Nurses, teachers and others going on strike will be lucky to earn that much in a lifetime of work.
Body shaming…
In the changing rooms at the university, a young man with a gym-honed body stands before a mirror and lifts up his vest to show off his muscle-toned chest to his friend.
“Look at that,” he says, or words to that effect.
Across the room, sweaty and somewhat older, a man who has just lost at squash again is regretting standing too near to a full-length mirror that shows off his 66-year-old body in rather more detail than is strictly necessary.
You start there and end up here. Not that I recall ever having a chest worth the flashing.

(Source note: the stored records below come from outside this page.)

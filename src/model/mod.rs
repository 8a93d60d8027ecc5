//! CQL statement model

mod data_type;
mod identifier;
mod properties;
mod statement;

pub use data_type::CqlType;
pub use identifier::Identifier;
pub use properties::{
    ClusteringOrder, CommonProperties, CustomProperties, KeyspaceProperties, OptionMap,
    PropertyMap, PropertyValue, TableProperties,
};
pub use statement::{CreateKeyspaceStatement, CreateTableStatement, Statement, UseStatement};
// ============================================================================
// USE
// ============================================================================

#[test]
fn test_use_sets_keyspace_without_existence_check() {
    let generator = generate("USE nowhere;");
    assert_eq!(generator.used_keyspace(), Some(&Identifier::from("nowhere")));
    assert!(generator.template().is_empty());
}

#[test]
fn test_use_replaces_previous_keyspace() {
    let generator = generate("USE a; USE b;");
    assert_eq!(generator.used_keyspace(), Some(&Identifier::from("b")));
}

// ============================================================================
// CREATE KEYSPACE
// ============================================================================

#[test]
fn test_keyspace_resource_created() {
    let generator = generate(KEYSPACE);
    match generator.template().resource("Keyspace1") {
        Some(Resource::Keyspace(keyspace)) => assert_eq!(keyspace.keyspace_name, "ks"),
        other => panic!("Expected keyspace, got: {other:?}"),
    }
}

#[test]
fn test_keyspace_duplicate_is_fatal() {
    let message = fatal_message(&format!("{KEYSPACE}{KEYSPACE}"));
    assert!(message.contains("Cannot create more than one keyspace"));
}

#[test]
fn test_keyspace_duplicate_if_not_exists_skipped() {
    let conversion = convert_ok(&format!(
        "{KEYSPACE} CREATE KEYSPACE IF NOT EXISTS KS WITH replication = {{'class': 'SingleRegionStrategy'}};"
    ));
    let template: serde_json::Value = serde_json::from_str(&conversion.template).unwrap();
    assert_eq!(template["Resources"].as_object().unwrap().len(), 1);
    assert!(conversion.warnings.is_empty());
}

#[test]
fn test_keyspace_logical_ids_are_sequential() {
    let generator = generate(
        "CREATE KEYSPACE a WITH replication = {'class': 'SingleRegionStrategy'};
         CREATE KEYSPACE b WITH replication = {'class': 'SingleRegionStrategy'};",
    );
    let ids: Vec<&str> = generator.template().resources().map(|(id, _)| id).collect();
    assert_eq!(ids, vec!["Keyspace1", "Keyspace2"]);
}

#[test]
fn test_keyspace_missing_replication() {
    let message = fatal_message("CREATE KEYSPACE ks WITH durable_writes = true;");
    assert_eq!(message, "Missing required property 'replication'");
}
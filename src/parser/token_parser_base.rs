//! Base token parser providing the cursor and helpers shared by the CQL
//! statement parsers.
//!
//! Scripts are tokenized once with the sqlparser tokenizer (generic dialect)
//! and split into statements on `;`. Each statement is then handed to a
//! `TokenParser`, which drops whitespace and comments up front so the
//! statement parsers only ever look at significant tokens.

use sqlparser::dialect::GenericDialect;
use sqlparser::tokenizer::{Location, Token, TokenWithSpan, Tokenizer};

use crate::error::{ConvertError, Result};
use crate::model::Identifier;

/// Tokenize a whole CQL script, keeping source locations.
pub fn tokenize(script: &str) -> Result<Vec<TokenWithSpan>> {
    let dialect = GenericDialect {};
    Tokenizer::new(&dialect, script)
        .tokenize_with_location()
        .map_err(|e| ConvertError::Parse {
            line: e.location.line,
            column: e.location.column,
            message: e.message,
        })
}

/// Token cursor over a single statement.
pub struct TokenParser {
    tokens: Vec<TokenWithSpan>,
    pos: usize,
    end_location: Location,
}

impl TokenParser {
    /// Create a new TokenParser from a CQL string.
    pub fn new(cql: &str) -> Result<Self> {
        Ok(Self::from_tokens(tokenize(cql)?))
    }

    /// Create a TokenParser over pre-tokenized input, dropping whitespace and comments.
    pub fn from_tokens(tokens: Vec<TokenWithSpan>) -> Self {
        let end_location = tokens
            .last()
            .map(|t| t.span.end)
            .unwrap_or(Location { line: 1, column: 1 });
        let tokens = tokens
            .into_iter()
            .filter(|t| !matches!(t.token, Token::Whitespace(_)))
            .collect();

        Self {
            tokens,
            pos: 0,
            end_location,
        }
    }

    // ========================================================================
    // Position and state
    // ========================================================================

    #[inline]
    pub fn is_at_end(&self) -> bool {
        self.pos >= self.tokens.len()
    }

    #[inline]
    pub fn current_token(&self) -> Option<&TokenWithSpan> {
        self.tokens.get(self.pos)
    }

    #[inline]
    pub fn peek(&self, offset: usize) -> Option<&TokenWithSpan> {
        self.tokens.get(self.pos + offset)
    }

    #[inline]
    pub fn advance(&mut self) {
        if !self.is_at_end() {
            self.pos += 1;
        }
    }

    // ========================================================================
    // Token checks
    // ========================================================================

    /// Check if the current token is an unquoted word matching (case-insensitive).
    #[inline]
    pub fn check_word_ci(&self, word: &str) -> bool {
        self.peek_word_ci(0, word)
    }

    /// Check if the token at `offset` is an unquoted word matching (case-insensitive).
    pub fn peek_word_ci(&self, offset: usize, word: &str) -> bool {
        matches!(
            self.peek(offset).map(|t| &t.token),
            Some(Token::Word(w)) if w.quote_style.is_none() && w.value.eq_ignore_ascii_case(word)
        )
    }

    /// Check if the current token matches a token type (by discriminant).
    #[inline]
    pub fn check_token(&self, expected: &Token) -> bool {
        self.peek_token(0, expected)
    }

    pub fn peek_token(&self, offset: usize, expected: &Token) -> bool {
        self.peek(offset).is_some_and(|t| {
            std::mem::discriminant(&t.token) == std::mem::discriminant(expected)
        })
    }

    // ========================================================================
    // Consume / expect
    // ========================================================================

    /// Advance past a word if present.
    pub fn consume_word_ci(&mut self, word: &str) -> bool {
        if self.check_word_ci(word) {
            self.advance();
            true
        } else {
            false
        }
    }

    /// Advance past a token if present.
    pub fn consume_token(&mut self, expected: &Token) -> bool {
        if self.check_token(expected) {
            self.advance();
            true
        } else {
            false
        }
    }

    /// Advance past a sequence of words, all or nothing.
    pub fn consume_words_ci(&mut self, words: &[&str]) -> bool {
        let matched = words
            .iter()
            .enumerate()
            .all(|(offset, word)| self.peek_word_ci(offset, word));
        if matched {
            self.pos += words.len();
        }
        matched
    }

    pub fn expect_word_ci(&mut self, word: &str) -> Result<()> {
        if self.consume_word_ci(word) {
            Ok(())
        } else {
            Err(self.unexpected(&word.to_uppercase()))
        }
    }

    pub fn expect_token(&mut self, expected: &Token) -> Result<()> {
        if self.consume_token(expected) {
            Ok(())
        } else {
            Err(self.unexpected(&format!("'{}'", expected)))
        }
    }

    /// Consume a closing `>` of a type parameter list.
    ///
    /// The tokenizer reads `>>` as a single shift operator, so nested types
    /// like `list<frozen<int>>` need the token split in two.
    pub fn expect_closing_angle(&mut self) -> Result<()> {
        match self.current_token().map(|t| &t.token) {
            Some(Token::Gt) => {
                self.advance();
                Ok(())
            }
            Some(Token::ShiftRight) => {
                self.tokens[self.pos].token = Token::Gt;
                Ok(())
            }
            _ => Err(self.unexpected("'>'")),
        }
    }

    /// Fail unless every token of the statement has been consumed.
    pub fn expect_end(&self) -> Result<()> {
        if self.is_at_end() {
            Ok(())
        } else {
            Err(self.unexpected("end of statement"))
        }
    }

    // ========================================================================
    // Identifiers and constants
    // ========================================================================

    /// Parse an identifier; double-quoted identifiers keep their case.
    pub fn parse_identifier(&mut self) -> Result<Identifier> {
        let identifier = match self.current_token().map(|t| &t.token) {
            Some(Token::Word(w)) if w.quote_style == Some('"') => Identifier::quoted(&w.value),
            Some(Token::Word(w)) if w.quote_style.is_none() => Identifier::unquoted(&w.value),
            _ => return Err(self.unexpected("identifier")),
        };
        self.advance();
        Ok(identifier)
    }

    /// Parse `name` or `keyspace.name`.
    pub fn parse_qualified_name(&mut self) -> Result<(Option<Identifier>, Identifier)> {
        let first = self.parse_identifier()?;
        if self.consume_token(&Token::Period) {
            let second = self.parse_identifier()?;
            Ok((Some(first), second))
        } else {
            Ok((None, first))
        }
    }

    /// Parse a constant (string, number, boolean or bare word) as its text.
    pub fn parse_constant(&mut self) -> Result<String> {
        let negative = self.consume_token(&Token::Minus);
        let text = match self.current_token().map(|t| &t.token) {
            Some(Token::SingleQuotedString(s)) if !negative => s.clone(),
            Some(Token::Number(n, _)) if negative => format!("-{}", n),
            Some(Token::Number(n, _)) => n.clone(),
            Some(Token::Word(w)) if w.quote_style.is_none() && !negative => w.value.clone(),
            _ => return Err(self.unexpected("constant")),
        };
        self.advance();
        Ok(text)
    }

    /// Parse a single-quoted string constant.
    pub fn parse_string(&mut self) -> Result<String> {
        match self.current_token().map(|t| &t.token) {
            Some(Token::SingleQuotedString(s)) => {
                let s = s.clone();
                self.advance();
                Ok(s)
            }
            _ => Err(self.unexpected("string constant")),
        }
    }

    // ========================================================================
    // Errors
    // ========================================================================

    /// Location of the current token, or of the end of the statement.
    pub fn location(&self) -> Location {
        self.current_token()
            .map(|t| t.span.start)
            .unwrap_or(self.end_location)
    }

    /// Build a parse error at the current position.
    pub fn error(&self, message: impl Into<String>) -> ConvertError {
        let location = self.location();
        ConvertError::Parse {
            line: location.line,
            column: location.column,
            message: message.into(),
        }
    }

    /// Build an "expected X" parse error describing the current token.
    pub fn unexpected(&self, expected: &str) -> ConvertError {
        match self.current_token() {
            Some(token) => self.error(format!("expected {} but found '{}'", expected, token.token)),
            None => self.error(format!("expected {} but reached end of statement", expected)),
        }
    }
}
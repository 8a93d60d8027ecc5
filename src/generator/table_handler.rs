//! CREATE TABLE statement handling
//!
//! Columns are emitted in three groups: partition key columns and clustering
//! key columns in key order, then every remaining column in declaration
//! order. Each declared column lands in exactly one group.

use tracing::{debug, info};

use crate::error::{ConvertError, Result};
use crate::model::{
    CqlType, CreateTableStatement, CustomProperties, Identifier, OptionMap, PropertyMap,
    PropertyValue, TableProperties,
};
use crate::template::{
    BillingMode, ClusteringKeyColumn, Column, Expr, Resource, TableResource,
};

use super::diagnostics::fatal;
use super::GeneratorContext;

pub fn handle(context: &mut GeneratorContext, statement: &CreateTableStatement) -> Result<()> {
    let keyspace = resolve_keyspace(context, statement.keyspace.as_ref())?;
    let key = (keyspace.clone(), statement.table.clone());

    if context.created_tables.contains_key(&key) {
        if statement.if_not_exists {
            info!(
                "Skipping table '{}.{}': already created and IF NOT EXISTS specified",
                keyspace, statement.table
            );
            return Ok(());
        }
        return fatal(
            "Cannot create more than one table with the same name unless IF NOT EXISTS is specified",
        );
    }

    let logical_id = format!("Table{}", context.created_tables.len() + 1);
    let keyspace_name = keyspace_name_or_ref(context, &keyspace)?;
    let mut table = TableResource::new(keyspace_name, statement.table.to_string());

    let properties = &statement.properties;
    process_columns(context, &keyspace, properties, &mut table)?;
    process_regular_properties(context, properties.common.regular())?;
    if let Some(custom) = properties.common.custom() {
        process_custom_properties(custom, &mut table)?;
    }
    if properties.compact_storage() {
        context
            .diagnostics
            .warn("COMPACT STORAGE is not applicable to Keyspaces")?;
    }

    context
        .template
        .add_resource(logical_id.clone(), Resource::Table(table))?;
    context.created_tables.insert(key, logical_id);
    Ok(())
}

fn resolve_keyspace(context: &GeneratorContext, keyspace: Option<&Identifier>) -> Result<Identifier> {
    match keyspace.or(context.used_keyspace.as_ref()) {
        Some(keyspace) => Ok(keyspace.clone()),
        None => fatal("No keyspace specified for table"),
    }
}

/// Reference the keyspace resource if this script created it, else use its name.
fn keyspace_name_or_ref(context: &mut GeneratorContext, keyspace: &Identifier) -> Result<Expr> {
    if let Some(logical_id) = context.created_keyspaces.get(keyspace) {
        return Ok(Expr::reference(logical_id.clone()));
    }
    context.diagnostics.warn(format!(
        "Attempted to create table in keyspace '{}' before creating it first",
        keyspace
    ))?;
    Ok(Expr::literal(keyspace.to_string()))
}

fn process_columns(
    context: &GeneratorContext,
    keyspace: &Identifier,
    properties: &TableProperties,
    table: &mut TableResource,
) -> Result<()> {
    let mut remaining = properties.columns().clone();

    for name in properties.partition_key() {
        let column_type = take_column(&mut remaining, name)?;
        table
            .partition_key_columns
            .push(column(context, keyspace, name, &column_type)?);
    }

    for name in properties.clustering_key() {
        let column_type = take_column(&mut remaining, name)?;
        table.clustering_key_columns.push(ClusteringKeyColumn {
            column: column(context, keyspace, name, &column_type)?,
            order_by: properties
                .clustering_order(name)
                .map(|order| order.as_str().to_string()),
        });
    }

    if !properties.static_columns().is_empty() {
        return fatal("Static columns are not supported by Keyspaces yet");
    }

    for (name, column_type) in remaining.iter() {
        table
            .regular_columns
            .push(column(context, keyspace, name, column_type)?);
    }
    Ok(())
}

fn take_column(remaining: &mut PropertyMap<Identifier, CqlType>, name: &Identifier) -> Result<CqlType> {
    remaining.remove(name).ok_or_else(|| {
        ConvertError::schema(format!("unknown column '{}' referenced in PRIMARY KEY", name))
    })
}

fn column(
    context: &GeneratorContext,
    keyspace: &Identifier,
    name: &Identifier,
    column_type: &CqlType,
) -> Result<Column> {
    Ok(Column {
        column_name: name.to_string(),
        column_type: type_name_or_ref(context, keyspace, column_type)?,
    })
}

/// Resolve a column type to the type name expression used by the template.
fn type_name_or_ref(context: &GeneratorContext, keyspace: &Identifier, column_type: &CqlType) -> Result<Expr> {
    match column_type {
        CqlType::Simple(name) => Ok(Expr::literal(name.clone())),
        CqlType::Composite {
            kind,
            element_types,
        } => {
            let elements = element_types
                .iter()
                .map(|element| type_name_or_ref(context, keyspace, element))
                .collect::<Result<Vec<_>>>()?;
            Ok(Expr::sub(
                format!("{}<${{Types}}>", kind),
                vec![("Types".to_string(), Expr::join(",", elements))],
            ))
        }
        CqlType::User {
            keyspace: type_keyspace,
            name,
        } => {
            if let Some(type_keyspace) = type_keyspace {
                if type_keyspace != keyspace {
                    return fatal(format!(
                        "Cannot reference user type '{}' in another keyspace '{}'",
                        name, type_keyspace
                    ));
                }
            }
            // Resolution is in place for when Keyspaces accepts user types.
            let type_name = match context.created_types.get(&(keyspace.clone(), name.clone())) {
                Some(logical_id) => Expr::select(1, Expr::split("|", Expr::reference(logical_id.clone()))),
                None => Expr::literal(name.to_string()),
            };
            debug!("User type '{}' resolves to {:?}", name, type_name);
            fatal("User types are not supported by Keyspaces yet")
        }
        CqlType::Custom(_) => fatal("Custom types are not supported by Keyspaces"),
    }
}

fn process_regular_properties(
    context: &mut GeneratorContext,
    properties: &PropertyMap<Identifier, PropertyValue>,
) -> Result<()> {
    for (key, value) in properties.iter() {
        match key.as_str() {
            "comment" => {
                if value.as_text().is_none() {
                    return fatal("Invalid value for property 'comment'; it should be a string");
                }
                return fatal("Property 'comment' currently cannot be set via CloudFormation");
            }
            "default_time_to_live" => {
                if parse_int(value.as_text()).is_none() {
                    return fatal(
                        "Invalid value for property 'default_time_to_live'; it should be an integer",
                    );
                }
                return fatal("Property 'default_time_to_live' is not supported by Keyspaces yet");
            }
            "tags" => {
                if value.as_map().is_none() {
                    return fatal("Invalid value for property 'tags'; it should be a map");
                }
                return fatal("Property 'tags' currently cannot be set via CloudFormation");
            }
            _ => context
                .diagnostics
                .warn(format!("Property '{}' is not applicable to Keyspaces", key))?,
        }
    }
    Ok(())
}

fn process_custom_properties(custom: &CustomProperties, table: &mut TableResource) -> Result<()> {
    for (key, options) in custom.iter() {
        match key.as_str() {
            "capacity_mode" => table.billing_mode = Some(capacity_mode(options.clone())?),
            "point_in_time_recovery" => point_in_time_recovery(options.clone())?,
            _ => {
                return fatal(format!(
                    "Custom property '{}' is not recognized by Keyspaces",
                    key
                ))
            }
        }
    }
    Ok(())
}

fn capacity_mode(mut options: OptionMap) -> Result<BillingMode> {
    let Some(throughput_mode) = options.remove(&"throughput_mode".to_string()) else {
        return fatal("Missing required option 'throughput_mode' of custom property 'capacity_mode'");
    };

    match throughput_mode.as_str() {
        "PAY_PER_REQUEST" => {
            reject_remaining_options(&options, "for capacity mode throughput mode 'PAY_PER_REQUEST'")?;
            Ok(BillingMode::on_demand())
        }
        "PROVISIONED" => {
            let read_capacity_units = capacity_units(&mut options, "read_capacity_units")?;
            let write_capacity_units = capacity_units(&mut options, "write_capacity_units")?;
            reject_remaining_options(&options, "for capacity mode throughput mode 'PROVISIONED'")?;
            Ok(BillingMode::provisioned(read_capacity_units, write_capacity_units))
        }
        other => fatal(format!(
            "Capacity mode throughput mode '{}' is not recognized by Keyspaces",
            other
        )),
    }
}

fn capacity_units(options: &mut OptionMap, name: &str) -> Result<i32> {
    match options.remove(&name.to_string()) {
        None => fatal(format!(
            "Missing required option '{}' for capacity mode throughput mode 'PROVISIONED'",
            name
        )),
        Some(value) => match parse_int(Some(value.as_str())) {
            Some(units) => Ok(units),
            None => fatal(format!(
                "Invalid value for option '{}' of custom property 'capacity_mode'; it should be an integer",
                name
            )),
        },
    }
}

fn point_in_time_recovery(mut options: OptionMap) -> Result<()> {
    let enabled = match options.remove(&"status".to_string()).as_deref() {
        None => {
            return fatal(
                "Missing required option 'status' of custom property 'point_in_time_recovery'",
            )
        }
        Some("enabled") => true,
        Some("disabled") => false,
        Some(status) => {
            return fatal(format!(
                "Point in time recovery status '{}' is not recognized by Keyspaces",
                status
            ))
        }
    };
    reject_remaining_options(&options, "of custom property 'point_in_time_recovery'")?;
    debug!("Point in time recovery requested: enabled={}", enabled);
    fatal("Custom property 'point_in_time_recovery' currently cannot be set via CloudFormation")
}

fn reject_remaining_options(options: &OptionMap, context: &str) -> Result<()> {
    match options.first_key() {
        Some(option) => fatal(format!("Unrecognized option '{}' {}", option, context)),
        None => Ok(()),
    }
}

fn parse_int(text: Option<&str>) -> Option<i32> {
    text.and_then(|text| text.parse::<i32>().ok())
}
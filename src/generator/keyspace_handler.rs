//! CREATE KEYSPACE statement handling

use tracing::{debug, info};

use crate::error::Result;
use crate::model::{CreateKeyspaceStatement, CustomProperties, Identifier, PropertyMap, PropertyValue};
use crate::template::{KeyspaceResource, Resource};

use super::diagnostics::fatal;
use super::GeneratorContext;

/// Replication class understood by Amazon Keyspaces
const SINGLE_REGION_STRATEGY: &str = "SingleRegionStrategy";

pub fn handle(context: &mut GeneratorContext, statement: &CreateKeyspaceStatement) -> Result<()> {
    if context.created_keyspaces.contains_key(&statement.keyspace) {
        if statement.if_not_exists {
            info!(
                "Skipping keyspace '{}': already created and IF NOT EXISTS specified",
                statement.keyspace
            );
            return Ok(());
        }
        return fatal(
            "Cannot create more than one keyspace with the same name unless IF NOT EXISTS is specified",
        );
    }

    let logical_id = format!("Keyspace{}", context.created_keyspaces.len() + 1);
    let keyspace = KeyspaceResource {
        keyspace_name: statement.keyspace.to_string(),
    };

    process_regular_properties(context, statement.properties.common.regular())?;
    process_custom_properties(statement.properties.common.custom())?;

    context
        .template
        .add_resource(logical_id.clone(), Resource::Keyspace(keyspace))?;
    context
        .created_keyspaces
        .insert(statement.keyspace.clone(), logical_id);
    Ok(())
}

fn process_regular_properties(
    context: &mut GeneratorContext,
    properties: &PropertyMap<Identifier, PropertyValue>,
) -> Result<()> {
    if !properties.contains_key(&Identifier::from("replication")) {
        return fatal("Missing required property 'replication'");
    }

    for (key, value) in properties.iter() {
        match key.as_str() {
            "replication" => process_replication(context, value)?,
            "tags" => {
                let Some(tags) = value.as_map() else {
                    return fatal("Invalid value for property 'tags'; it should be a map");
                };
                debug!("Keyspace declares {} tag(s)", tags.len());
                return fatal("Property 'tags' currently cannot be set via CloudFormation");
            }
            _ => context
                .diagnostics
                .warn(format!("Property '{}' is not applicable to Keyspaces", key))?,
        }
    }
    Ok(())
}

fn process_replication(context: &mut GeneratorContext, value: &PropertyValue) -> Result<()> {
    let Some(replication) = value.as_map() else {
        return fatal("Invalid value for property 'replication'; it should be a map");
    };
    let mut replication = replication.clone();

    match replication.remove(&"class".to_string()) {
        None => fatal("Missing required option 'class' of property 'replication'"),
        Some(class) if class == SINGLE_REGION_STRATEGY => match replication.first_key() {
            Some(option) => fatal(format!(
                "Unrecognized option '{}' for replication class '{}'",
                option, SINGLE_REGION_STRATEGY
            )),
            None => Ok(()),
        },
        Some(class) => context.diagnostics.warn(format!(
            "Replication class '{}' is not applicable to Keyspaces",
            class
        )),
    }
}

fn process_custom_properties(custom: Option<&CustomProperties>) -> Result<()> {
    if custom.is_some() {
        return fatal("Custom properties are not supported for keyspace yet");
    }
    Ok(())
}
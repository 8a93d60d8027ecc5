//! USE statement handling

use tracing::debug;

use crate::error::Result;
use crate::model::UseStatement;

use super::GeneratorContext;

/// Select the keyspace for later unqualified table names.
///
/// The keyspace does not need to exist; USE only affects name resolution.
pub fn handle(context: &mut GeneratorContext, statement: &UseStatement) -> Result<()> {
    debug!("Using keyspace '{}'", statement.keyspace);
    context.used_keyspace = Some(statement.keyspace.clone());
    Ok(())
}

Remembering Donald Trelford…
Donald Trelford, the former editor of the Observer, has died, aged 85.
A warm tribute in his old newspaper ran last Sunday, noting that Trelford ran “a classy stable of some of Britain’s most distinguished feature writers and columnists. These included Neal Ascherson, Robert Harris, Clive James, Katharine Whitehorn and Hugh McIlvanney”.
Unaccountably absent from that paragraph is any mention of a young journalist from the South East London Mercury who did casual shifts from 1985-88.
Those shifts came about after an interview with the poet Blake Morrison, the paper’s literary editor at the time. He put my name forward and I turned up one Saturday, not knowing if it was for a subbing shift or a reporting shift. Turned out to be the former.
I didn’t have much to do with Trelford, acclaimed as a consummate journalist, layout man, writer and liberal.
But thanks to smart footwork by an older sub-editor, the two of us used to sneak into the editor’s lunches, where cheese and wine was served – an old-school indulgence that eventually stopped. Among those present was the political editor Harris, later a best-selling writer of thrillers.
On the short side, like many good people, Trelford was, I seem to recall, referred to as “small but perfectly formed” in Private Eye.
I remember him quite fondly, although he wouldn’t have remembered me at all.